Track down every line below that holds "invalid" and copy it.

═══ SUPPLIED RECORDS ═══

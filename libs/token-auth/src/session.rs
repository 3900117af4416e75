use std::fmt;
use std::sync::Arc;

use bytes::Bytes;
use http::{HeaderName, HeaderValue, Method};
use serde::Serialize;
use token_auth_http::{
    HttpClient, HttpClientBuilder, HttpClientConfig, HttpResponse, RequestBuilder,
    TransportSecurity,
};
use url::Url;

use crate::clock::{Clock, SystemClock};
use crate::config::AuthSessionConfig;
use crate::error::AuthError;
use crate::hooks::{AuthPayloadBuilder, AuthResponseParser};
use crate::provider::TokenProvider;
use crate::secret::SecretString;
use crate::token::AUTHENTICATION_HEADER;

/// Request-issuing operations of an [`AuthSession`].
///
/// Only these go through the token lifecycle; everything else on the wrapped
/// client is reached via [`AuthSession::http_client`].
#[derive(Debug, Clone, Copy, PartialEq, Eq, Hash)]
pub enum Verb {
    Get,
    Post,
    Put,
    Patch,
    Delete,
    Head,
    Options,
    /// [`AuthSession::request`] with a caller-chosen method. Through
    /// [`AuthSession::verb`], which has no method to pass, it issues `GET`.
    Request,
}

impl Verb {
    pub const ALL: [Verb; 8] = [
        Verb::Get,
        Verb::Post,
        Verb::Put,
        Verb::Patch,
        Verb::Delete,
        Verb::Head,
        Verb::Options,
        Verb::Request,
    ];

    #[must_use]
    pub fn as_str(self) -> &'static str {
        match self {
            Verb::Get => "get",
            Verb::Post => "post",
            Verb::Put => "put",
            Verb::Patch => "patch",
            Verb::Delete => "delete",
            Verb::Head => "head",
            Verb::Options => "options",
            Verb::Request => "request",
        }
    }

    /// Fixed HTTP method of the verb; `None` for [`Verb::Request`].
    #[must_use]
    pub fn method(self) -> Option<Method> {
        match self {
            Verb::Get => Some(Method::GET),
            Verb::Post => Some(Method::POST),
            Verb::Put => Some(Method::PUT),
            Verb::Patch => Some(Method::PATCH),
            Verb::Delete => Some(Method::DELETE),
            Verb::Head => Some(Method::HEAD),
            Verb::Options => Some(Method::OPTIONS),
            Verb::Request => None,
        }
    }
}

impl fmt::Display for Verb {
    fn fmt(&self, f: &mut fmt::Formatter<'_>) -> fmt::Result {
        f.write_str(self.as_str())
    }
}

/// HTTP client that authenticates on demand and stamps
/// `Authentication: Token <value>` on every request.
///
/// Clones share the same [`TokenProvider`], so logging out through one clone
/// closes all of them.
///
/// ```ignore
/// let session = token_auth::auth_session("user", "pass", "https://auth.example.com/login")?;
/// let resp = session.get("https://api.example.com/items").send().await?;
/// session.logout().await;
/// ```
#[derive(Clone)]
pub struct AuthSession {
    provider: Arc<TokenProvider>,
    client: HttpClient,
}

impl fmt::Debug for AuthSession {
    fn fmt(&self, f: &mut fmt::Formatter<'_>) -> fmt::Result {
        f.debug_struct("AuthSession")
            .field("provider", &self.provider)
            .field("client", &self.client)
            .finish()
    }
}

/// Create a session with default transport settings and the system clock.
///
/// Performs no network I/O; the first request authenticates. An `http://`
/// auth URL switches the transport to
/// [`TransportSecurity::AllowInsecureHttp`] so the session can reach it.
///
/// # Errors
///
/// [`AuthError::Config`] if `auth_url` does not parse, [`AuthError::Http`] if
/// the transport cannot be built.
pub fn auth_session(
    username: impl Into<String>,
    password: impl Into<String>,
    auth_url: &str,
) -> Result<AuthSession, AuthError> {
    let auth_url = Url::parse(auth_url)
        .map_err(|e| AuthError::Config(format!("invalid auth_url '{auth_url}': {e}")))?;

    let mut http_config = HttpClientConfig::default();
    if auth_url.scheme() == "http" {
        tracing::warn!(
            url = %auth_url,
            "plain-HTTP auth URL - credentials and tokens travel unencrypted"
        );
        http_config.transport = TransportSecurity::AllowInsecureHttp;
    }

    AuthSession::builder(username, password, auth_url)
        .http_config(http_config)
        .build()
}

impl AuthSession {
    pub fn builder(
        username: impl Into<String>,
        password: impl Into<String>,
        auth_url: Url,
    ) -> AuthSessionBuilder {
        AuthSessionBuilder {
            username: username.into(),
            password: SecretString::new(password),
            auth_url,
            http_config: None,
            clock: None,
            payload_builder: None,
            response_parser: None,
        }
    }

    /// Build a session from deserialized configuration.
    ///
    /// # Errors
    ///
    /// Same as [`AuthSessionBuilder::build`].
    pub fn from_config(
        config: &AuthSessionConfig,
        username: impl Into<String>,
        password: impl Into<String>,
    ) -> Result<Self, AuthError> {
        Self::builder(username, password, config.auth_url.clone())
            .http_config(config.http_config())
            .build()
    }

    pub fn get(&self, url: &str) -> AuthenticatedRequest {
        self.wrap(Verb::Get, self.client.get(url))
    }

    pub fn post(&self, url: &str) -> AuthenticatedRequest {
        self.wrap(Verb::Post, self.client.post(url))
    }

    pub fn put(&self, url: &str) -> AuthenticatedRequest {
        self.wrap(Verb::Put, self.client.put(url))
    }

    pub fn patch(&self, url: &str) -> AuthenticatedRequest {
        self.wrap(Verb::Patch, self.client.patch(url))
    }

    pub fn delete(&self, url: &str) -> AuthenticatedRequest {
        self.wrap(Verb::Delete, self.client.delete(url))
    }

    pub fn head(&self, url: &str) -> AuthenticatedRequest {
        self.wrap(Verb::Head, self.client.head(url))
    }

    pub fn options(&self, url: &str) -> AuthenticatedRequest {
        self.wrap(Verb::Options, self.client.options(url))
    }

    pub fn request(&self, method: Method, url: &str) -> AuthenticatedRequest {
        self.wrap(Verb::Request, self.client.request(method, url))
    }

    /// Start the request for `verb`.
    ///
    /// [`Verb::Request`] carries no method of its own and issues a `GET` here;
    /// use [`request`](Self::request) to pick one.
    pub fn verb(&self, verb: Verb, url: &str) -> AuthenticatedRequest {
        let method = verb.method().unwrap_or(Method::GET);
        self.wrap(verb, self.client.request(method, url))
    }

    fn wrap(&self, verb: Verb, inner: RequestBuilder) -> AuthenticatedRequest {
        AuthenticatedRequest {
            provider: Arc::clone(&self.provider),
            verb,
            inner,
        }
    }

    /// Close the session. Every later request fails with
    /// [`AuthError::SessionClosed`].
    pub async fn logout(&self) {
        self.provider.logout().await;
    }

    pub fn set_payload_builder(&self, builder: impl AuthPayloadBuilder + 'static) {
        self.provider.set_payload_builder(builder);
    }

    pub fn set_response_parser(&self, parser: impl AuthResponseParser + 'static) {
        self.provider.set_response_parser(parser);
    }

    /// The wrapped client, untouched by the token logic.
    #[must_use]
    pub fn http_client(&self) -> &HttpClient {
        &self.client
    }

    #[must_use]
    pub fn provider(&self) -> &TokenProvider {
        &self.provider
    }
}

/// Builder for [`AuthSession`].
#[must_use = "AuthSessionBuilder does nothing until .build() is called"]
pub struct AuthSessionBuilder {
    username: String,
    password: SecretString,
    auth_url: Url,
    http_config: Option<HttpClientConfig>,
    clock: Option<Arc<dyn Clock>>,
    payload_builder: Option<Arc<dyn AuthPayloadBuilder>>,
    response_parser: Option<Arc<dyn AuthResponseParser>>,
}

impl fmt::Debug for AuthSessionBuilder {
    fn fmt(&self, f: &mut fmt::Formatter<'_>) -> fmt::Result {
        f.debug_struct("AuthSessionBuilder")
            .field("auth_url", &self.auth_url.as_str())
            .field("http_config", &self.http_config)
            .finish_non_exhaustive()
    }
}

impl AuthSessionBuilder {
    /// Transport settings for both the authentication exchange and the
    /// wrapped requests. Defaults to [`HttpClientConfig::default`].
    pub fn http_config(mut self, config: HttpClientConfig) -> Self {
        self.http_config = Some(config);
        self
    }

    pub fn clock(mut self, clock: Arc<dyn Clock>) -> Self {
        self.clock = Some(clock);
        self
    }

    pub fn payload_builder(mut self, builder: impl AuthPayloadBuilder + 'static) -> Self {
        self.payload_builder = Some(Arc::new(builder));
        self
    }

    pub fn response_parser(mut self, parser: impl AuthResponseParser + 'static) -> Self {
        self.response_parser = Some(Arc::new(parser));
        self
    }

    /// # Errors
    ///
    /// [`AuthError::Http`] if the transport cannot be built (TLS setup or an
    /// invalid User-Agent).
    pub fn build(self) -> Result<AuthSession, AuthError> {
        let client =
            HttpClientBuilder::with_config(self.http_config.unwrap_or_default()).build()?;
        let clock = self.clock.unwrap_or_else(|| Arc::new(SystemClock));

        let provider = TokenProvider::new(
            self.username,
            self.password.expose(),
            self.auth_url,
            client.clone(),
            clock,
        );
        provider.install_hooks(self.payload_builder, self.response_parser);

        Ok(AuthSession {
            provider: Arc::new(provider),
            client,
        })
    }
}

/// Request started on an [`AuthSession`].
///
/// Nothing happens until [`send`](Self::send), which authenticates first if
/// needed.
#[must_use = "AuthenticatedRequest does nothing until .send() is called"]
pub struct AuthenticatedRequest {
    provider: Arc<TokenProvider>,
    verb: Verb,
    inner: RequestBuilder,
}

impl fmt::Debug for AuthenticatedRequest {
    fn fmt(&self, f: &mut fmt::Formatter<'_>) -> fmt::Result {
        f.debug_struct("AuthenticatedRequest")
            .field("verb", &self.verb)
            .field("inner", &self.inner)
            .finish_non_exhaustive()
    }
}

impl AuthenticatedRequest {
    #[must_use]
    pub fn verb(&self) -> Verb {
        self.verb
    }

    #[must_use]
    pub fn method(&self) -> &Method {
        self.inner.method()
    }

    pub fn header(mut self, name: &str, value: &str) -> Self {
        self.inner = self.inner.header(name, value);
        self
    }

    pub fn headers(mut self, headers: Vec<(String, String)>) -> Self {
        self.inner = self.inner.headers(headers);
        self
    }

    pub fn header_value(mut self, name: HeaderName, value: HeaderValue) -> Self {
        self.inner = self.inner.header_value(name, value);
        self
    }

    /// # Errors
    ///
    /// [`AuthError::Http`] if serialization fails.
    pub fn json<T: Serialize + ?Sized>(mut self, body: &T) -> Result<Self, AuthError> {
        self.inner = self.inner.json(body)?;
        Ok(self)
    }

    /// # Errors
    ///
    /// [`AuthError::Http`] if encoding fails.
    pub fn form(mut self, fields: &[(&str, &str)]) -> Result<Self, AuthError> {
        self.inner = self.inner.form(fields)?;
        Ok(self)
    }

    pub fn body_bytes(mut self, body: Bytes) -> Self {
        self.inner = self.inner.body_bytes(body);
        self
    }

    pub fn body_string(mut self, body: String) -> Self {
        self.inner = self.inner.body_string(body);
        self
    }

    /// Authenticate if needed, attach the token and send.
    ///
    /// The response is returned whatever its status; only the authentication
    /// exchange has its status interpreted.
    ///
    /// # Errors
    ///
    /// Any [`AuthError`] from the token lifecycle, or [`AuthError::Http`] from
    /// the request itself.
    pub async fn send(self) -> Result<HttpResponse, AuthError> {
        let header = self.provider.authorization_header().await?;

        tracing::trace!(verb = %self.verb, method = %self.inner.method(), "sending authenticated request");

        Ok(self
            .inner
            .header_value(AUTHENTICATION_HEADER, header)
            .send()
            .await?)
    }
}

#[cfg(test)]
#[cfg_attr(coverage_nightly, coverage(off))]
mod tests {
    use super::*;

    #[test]
    fn verb_list_is_fixed() {
        assert_eq!(Verb::ALL.len(), 8);
        let names: Vec<_> = Verb::ALL.iter().map(|v| v.as_str()).collect();
        assert_eq!(
            names,
            ["get", "post", "put", "patch", "delete", "head", "options", "request"]
        );
        assert_eq!(Verb::Request.method(), None);
        assert_eq!(Verb::Head.method(), Some(Method::HEAD));
    }

    #[test]
    fn auth_session_is_lazy_and_needs_no_runtime() {
        let session = auth_session("u", "p", "https://auth.example.com/login").unwrap();
        assert_eq!(
            session.provider().auth_url().as_str(),
            "https://auth.example.com/login"
        );
    }

    #[test]
    fn auth_session_rejects_bad_url() {
        let err = auth_session("u", "p", "not a url").unwrap_err();
        assert!(matches!(err, AuthError::Config(_)));
    }

    #[test]
    fn requests_carry_their_verb() {
        let session = auth_session("u", "p", "https://auth.example.com/login").unwrap();
        let url = "https://api.example.com/x";

        assert_eq!(session.get(url).verb(), Verb::Get);
        assert_eq!(session.options(url).verb(), Verb::Options);
        let req = session.request(Method::TRACE, url);
        assert_eq!(req.verb(), Verb::Request);
        assert_eq!(req.method(), &Method::TRACE);

        for verb in Verb::ALL {
            let req = session.verb(verb, url);
            assert_eq!(req.verb(), verb);
            assert_eq!(req.method(), &verb.method().unwrap_or(Method::GET));
        }
        assert_eq!(session.verb(Verb::Request, url).method(), &Method::GET);
    }

    #[test]
    fn auth_session_transport_follows_auth_url_scheme() {
        let tls = auth_session("u", "p", "https://auth.example.com/login").unwrap();
        assert_eq!(
            tls.http_client().transport_security(),
            TransportSecurity::TlsOnly
        );

        let plain = auth_session("u", "p", "http://127.0.0.1:8080/login").unwrap();
        assert_eq!(
            plain.http_client().transport_security(),
            TransportSecurity::AllowInsecureHttp
        );
    }

    #[test]
    fn passthrough_exposes_wrapped_client() {
        let session = AuthSession::builder(
            "u",
            "p",
            Url::parse("https://auth.example.com/login").unwrap(),
        )
        .http_config(HttpClientConfig {
            user_agent: "sessions/1.0".to_owned(),
            ..HttpClientConfig::default()
        })
        .build()
        .unwrap();

        assert_eq!(session.http_client().user_agent(), "sessions/1.0");
    }

    #[test]
    fn debug_does_not_leak_password() {
        let builder = AuthSession::builder(
            "u",
            "hunter2",
            Url::parse("https://auth.example.com/login").unwrap(),
        );
        assert!(!format!("{builder:?}").contains("hunter2"));
    }
}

═══

▸ FINISHED EXERCISE
        .map_err(|e| AuthError::Config(format!("invalid auth_url '{auth_url}': {e}")))?;
    /// invalid User-Agent).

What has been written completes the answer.